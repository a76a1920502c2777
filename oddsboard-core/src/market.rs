//! Market records as they appear in dashboard snapshots
//!
//! Two pipeline generations write snapshots with different market shapes and
//! neither carries a version tag. [`RawMarketRecord::classify`] looks at the
//! structure once and wraps the record in an explicit variant so the rest of
//! the dashboard can match on it exhaustively.

use crate::error::{DashboardError, DashboardResult};
use crate::lenient;
use chrono::{DateTime, NaiveDate, NaiveDateTime, Utc};
use rust_decimal::Decimal;
use serde::{Deserialize, Deserializer, Serialize, Serializer};
use serde_json::Value;
use std::fmt;
use std::str::FromStr;
use tracing::debug;

/// Base URL for Polymarket event pages
pub const POLYMARKET_EVENT_BASE: &str = "https://polymarket.com/event";

/// Naive datetime layouts accepted for end dates, read as UTC
const NAIVE_DATETIME_FORMATS: [&str; 3] = [
    "%Y-%m-%dT%H:%M:%S%.f",
    "%Y-%m-%dT%H:%M:%S",
    "%Y-%m-%d %H:%M:%S",
];

/// Which snapshot shape a record was classified as
#[derive(Debug, Clone, Copy, PartialEq, Eq, Hash, Serialize, Deserialize)]
#[serde(rename_all = "lowercase")]
pub enum SnapshotFormat {
    /// Flat `outcomes` list with explicit probabilities
    New,
    /// Gamma-style event with nested sub-markets
    Old,
    /// Neither shape
    Unrecognized,
}

impl SnapshotFormat {
    /// Get the full display name
    pub fn display_name(&self) -> &'static str {
        match self {
            SnapshotFormat::New => "new",
            SnapshotFormat::Old => "old",
            SnapshotFormat::Unrecognized => "unrecognized",
        }
    }
}

impl fmt::Display for SnapshotFormat {
    fn fmt(&self, f: &mut fmt::Formatter<'_>) -> fmt::Result {
        write!(f, "{}", self.display_name())
    }
}

// ============================================================================
// New format
// ============================================================================

/// A single outcome of a new-format market
#[derive(Debug, Clone, Serialize, Deserialize)]
pub struct NamedOutcome {
    /// Outcome name (e.g., "Yes", "Trump", "$100k - $110k")
    #[serde(default, deserialize_with = "lenient::string_or_empty")]
    pub name: String,

    /// Implied probability (0.0 - 1.0)
    #[serde(default, deserialize_with = "lenient::f64_or_zero")]
    pub probability: f64,
}

/// Aggregate metrics attached to a new-format market
#[derive(Debug, Clone, Default, Serialize, Deserialize)]
pub struct MarketMetrics {
    /// Lifetime traded volume in USD
    #[serde(
        default,
        deserialize_with = "lenient::optional_f64",
        skip_serializing_if = "Option::is_none"
    )]
    pub total_volume: Option<f64>,
}

/// A market written by the current pipeline
#[derive(Debug, Clone, Serialize, Deserialize)]
pub struct NewFormatMarket {
    /// Human-readable title
    #[serde(default, deserialize_with = "lenient::string_or_empty")]
    pub title: String,

    /// Outcomes with their probabilities
    #[serde(default, deserialize_with = "lenient::objects")]
    pub outcomes: Vec<NamedOutcome>,

    /// Volume and other aggregates
    #[serde(
        default,
        deserialize_with = "lenient::optional_object",
        skip_serializing_if = "Option::is_none"
    )]
    pub metrics: Option<MarketMetrics>,

    /// 24-hour volume, present on some records
    #[serde(
        default,
        rename = "volume24hr",
        deserialize_with = "lenient::optional_f64",
        skip_serializing_if = "Option::is_none"
    )]
    pub volume_24hr: Option<f64>,

    /// End date as written by the pipeline
    #[serde(
        default,
        deserialize_with = "lenient::optional_string",
        skip_serializing_if = "Option::is_none"
    )]
    pub end_date: Option<String>,

    /// End date under its camelCase key, read when `end_date` is absent
    #[serde(
        default,
        rename = "endDate",
        deserialize_with = "lenient::optional_string",
        skip_serializing_if = "Option::is_none"
    )]
    pub end_date_camel: Option<String>,

    /// URL to the market on the platform's website
    #[serde(
        default,
        deserialize_with = "lenient::optional_string",
        skip_serializing_if = "Option::is_none"
    )]
    pub url: Option<String>,

    /// Market icon URL
    #[serde(
        default,
        deserialize_with = "lenient::optional_string",
        skip_serializing_if = "Option::is_none"
    )]
    pub icon: Option<String>,

    /// Market image URL
    #[serde(
        default,
        deserialize_with = "lenient::optional_string",
        skip_serializing_if = "Option::is_none"
    )]
    pub image: Option<String>,
}

// ============================================================================
// Old format
// ============================================================================

/// A sub-market of an old-format event
#[derive(Debug, Clone, Serialize, Deserialize)]
#[serde(rename_all = "camelCase")]
pub struct OldSubMarket {
    /// Market question (usually repeats the event title)
    #[serde(default, deserialize_with = "lenient::string_or_empty")]
    pub question: String,

    /// Outcome prices, either an array or a JSON string (e.g., "[\"0.07\", \"0.93\"]")
    #[serde(default)]
    pub outcome_prices: Value,

    /// Outcome names, either an array or a JSON string (e.g., "[\"Yes\", \"No\"]")
    #[serde(default)]
    pub outcomes: Value,
}

impl OldSubMarket {
    /// Parse the (yes, no) prices
    ///
    /// Missing or non-numeric entries read as 0. An undecodable price list
    /// reads as `(0, 0)`.
    pub fn parse_outcome_prices(&self) -> (f64, f64) {
        let Some(prices) = lenient::json_array(&self.outcome_prices) else {
            debug!(
                question = %self.question,
                "Unreadable outcomePrices, substituting [0, 0]"
            );
            return (0.0, 0.0);
        };

        let price_at = |index: usize| prices.get(index).and_then(lenient::number).unwrap_or(0.0);
        (price_at(0), price_at(1))
    }

    /// Check whether the raw outcome names are exactly `["Yes", "No"]`
    pub fn has_yes_no_outcomes(&self) -> bool {
        matches!(
            lenient::json_array(&self.outcomes).as_deref(),
            Some([yes, no]) if yes == "Yes" && no == "No"
        )
    }
}

/// An event written by the legacy Gamma pipeline
#[derive(Debug, Clone, Serialize, Deserialize)]
#[serde(rename_all = "camelCase")]
pub struct OldFormatMarket {
    /// Event title
    #[serde(default, deserialize_with = "lenient::string_or_empty")]
    pub title: String,

    /// Sub-markets (one per outcome for grouped events)
    #[serde(default, deserialize_with = "lenient::objects")]
    pub markets: Vec<OldSubMarket>,

    /// Aggregates, present on events re-exported by the current pipeline
    #[serde(
        default,
        deserialize_with = "lenient::optional_object",
        skip_serializing_if = "Option::is_none"
    )]
    pub metrics: Option<MarketMetrics>,

    /// 24-hour volume
    #[serde(
        default,
        rename = "volume24hr",
        deserialize_with = "lenient::optional_f64",
        skip_serializing_if = "Option::is_none"
    )]
    pub volume_24hr: Option<f64>,

    /// End date
    #[serde(
        default,
        deserialize_with = "lenient::optional_string",
        skip_serializing_if = "Option::is_none"
    )]
    pub end_date: Option<String>,

    /// End date under its snake_case key, preferred over `endDate`
    #[serde(
        default,
        rename = "end_date",
        deserialize_with = "lenient::optional_string",
        skip_serializing_if = "Option::is_none"
    )]
    pub end_date_snake: Option<String>,

    /// URL slug
    #[serde(
        default,
        deserialize_with = "lenient::optional_string",
        skip_serializing_if = "Option::is_none"
    )]
    pub slug: Option<String>,

    /// Event icon URL
    #[serde(
        default,
        deserialize_with = "lenient::optional_string",
        skip_serializing_if = "Option::is_none"
    )]
    pub icon: Option<String>,

    /// Event image URL
    #[serde(
        default,
        deserialize_with = "lenient::optional_string",
        skip_serializing_if = "Option::is_none"
    )]
    pub image: Option<String>,
}

// ============================================================================
// Classified record
// ============================================================================

/// A market record from a snapshot, classified by shape
#[derive(Debug, Clone)]
pub enum RawMarketRecord {
    New(NewFormatMarket),
    Old(OldFormatMarket),
    /// Kept verbatim so title/volume/date lookups still work
    Unrecognized(Value),
}

impl RawMarketRecord {
    /// Classify a decoded JSON value
    ///
    /// A non-empty `outcomes` array wins over a non-empty `markets` array.
    /// Anything else is kept as [`RawMarketRecord::Unrecognized`].
    pub fn classify(value: Value) -> Self {
        if is_non_empty_array(value.get("outcomes")) {
            match serde_json::from_value::<NewFormatMarket>(value.clone()) {
                Ok(market) if !market.outcomes.is_empty() => return RawMarketRecord::New(market),
                Ok(_) => debug!("Record has outcomes but none are objects"),
                Err(e) => debug!("Failed to decode new-format record: {}", e),
            }
        }

        if is_non_empty_array(value.get("markets")) {
            match serde_json::from_value::<OldFormatMarket>(value.clone()) {
                Ok(market) if !market.markets.is_empty() => return RawMarketRecord::Old(market),
                Ok(_) => debug!("Record has markets but none are objects"),
                Err(e) => debug!("Failed to decode old-format record: {}", e),
            }
        }

        RawMarketRecord::Unrecognized(value)
    }

    /// Decode and classify a single record from JSON text
    pub fn from_json_str(raw: &str) -> DashboardResult<Self> {
        let value: Value = serde_json::from_str(raw)
            .map_err(|e| DashboardError::parse(format!("Invalid market JSON: {}", e)))?;
        Ok(Self::classify(value))
    }

    /// Which shape this record was classified as
    pub fn format(&self) -> SnapshotFormat {
        match self {
            RawMarketRecord::New(_) => SnapshotFormat::New,
            RawMarketRecord::Old(_) => SnapshotFormat::Old,
            RawMarketRecord::Unrecognized(_) => SnapshotFormat::Unrecognized,
        }
    }

    /// Market title, empty when absent
    pub fn title(&self) -> &str {
        match self {
            RawMarketRecord::New(market) => &market.title,
            RawMarketRecord::Old(market) => &market.title,
            RawMarketRecord::Unrecognized(value) => {
                value.get("title").and_then(Value::as_str).unwrap_or("")
            }
        }
    }

    /// Volume used for ranking: total volume, then 24-hour volume, then zero
    pub fn volume(&self) -> Decimal {
        let volume = match self {
            RawMarketRecord::New(market) => market
                .metrics
                .as_ref()
                .and_then(|m| m.total_volume)
                .or(market.volume_24hr),
            RawMarketRecord::Old(market) => market
                .metrics
                .as_ref()
                .and_then(|m| m.total_volume)
                .or(market.volume_24hr),
            RawMarketRecord::Unrecognized(value) => value
                .pointer("/metrics/total_volume")
                .and_then(lenient::number)
                .or_else(|| value.get("volume24hr").and_then(lenient::number)),
        };

        volume.map(volume_to_decimal).unwrap_or(Decimal::ZERO)
    }

    /// Parsed end date, if present and readable
    pub fn end_date(&self) -> Option<DateTime<Utc>> {
        let raw = match self {
            RawMarketRecord::New(market) => market
                .end_date
                .as_deref()
                .or(market.end_date_camel.as_deref()),
            RawMarketRecord::Old(market) => market
                .end_date_snake
                .as_deref()
                .or(market.end_date.as_deref()),
            RawMarketRecord::Unrecognized(value) => value
                .get("end_date")
                .and_then(Value::as_str)
                .or_else(|| value.get("endDate").and_then(Value::as_str)),
        };
        raw.and_then(parse_calendar_date)
    }

    /// URL to the market page
    pub fn url(&self) -> Option<String> {
        match self {
            RawMarketRecord::New(market) => market.url.clone(),
            RawMarketRecord::Old(market) => market
                .slug
                .as_ref()
                .map(|slug| format!("{}/{}", POLYMARKET_EVENT_BASE, slug)),
            RawMarketRecord::Unrecognized(_) => None,
        }
    }

    /// Icon or image URL, icon preferred
    pub fn image(&self) -> Option<&str> {
        match self {
            RawMarketRecord::New(market) => market.icon.as_deref().or(market.image.as_deref()),
            RawMarketRecord::Old(market) => market.icon.as_deref().or(market.image.as_deref()),
            RawMarketRecord::Unrecognized(_) => None,
        }
    }
}

impl<'de> Deserialize<'de> for RawMarketRecord {
    fn deserialize<D>(deserializer: D) -> Result<Self, D::Error>
    where
        D: Deserializer<'de>,
    {
        Value::deserialize(deserializer).map(RawMarketRecord::classify)
    }
}

impl Serialize for RawMarketRecord {
    fn serialize<S>(&self, serializer: S) -> Result<S::Ok, S::Error>
    where
        S: Serializer,
    {
        match self {
            RawMarketRecord::New(market) => market.serialize(serializer),
            RawMarketRecord::Old(market) => market.serialize(serializer),
            RawMarketRecord::Unrecognized(value) => value.serialize(serializer),
        }
    }
}

/// Convert a decoded volume, saturating values beyond `Decimal`'s range
fn volume_to_decimal(volume: f64) -> Decimal {
    Decimal::from_str(&volume.to_string()).unwrap_or_else(|_| {
        debug!(volume, "Volume outside decimal range, saturating");
        if volume.is_sign_negative() {
            Decimal::MIN
        } else {
            Decimal::MAX
        }
    })
}

fn is_non_empty_array(value: Option<&Value>) -> bool {
    matches!(value, Some(Value::Array(items)) if !items.is_empty())
}

/// Parse a calendar date as written by either pipeline
///
/// Accepts RFC 3339, a naive datetime (read as UTC) or a bare `YYYY-MM-DD`
/// (UTC midnight).
pub fn parse_calendar_date(raw: &str) -> Option<DateTime<Utc>> {
    let raw = raw.trim();
    if raw.is_empty() {
        return None;
    }

    if let Ok(dt) = DateTime::parse_from_rfc3339(raw) {
        return Some(dt.with_timezone(&Utc));
    }

    for format in NAIVE_DATETIME_FORMATS {
        if let Ok(naive) = NaiveDateTime::parse_from_str(raw, format) {
            return Some(naive.and_utc());
        }
    }

    NaiveDate::parse_from_str(raw, "%Y-%m-%d")
        .ok()
        .and_then(|date| date.and_hms_opt(0, 0, 0))
        .map(|naive| naive.and_utc())
}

• • • • • • •

◆ Exercise directions ◆
Among the entries above, find every line holding "Which" and copy it.

◆ Written solution ◆
/// Which snapshot shape a record was classified as
    /// Which shape this record was classified as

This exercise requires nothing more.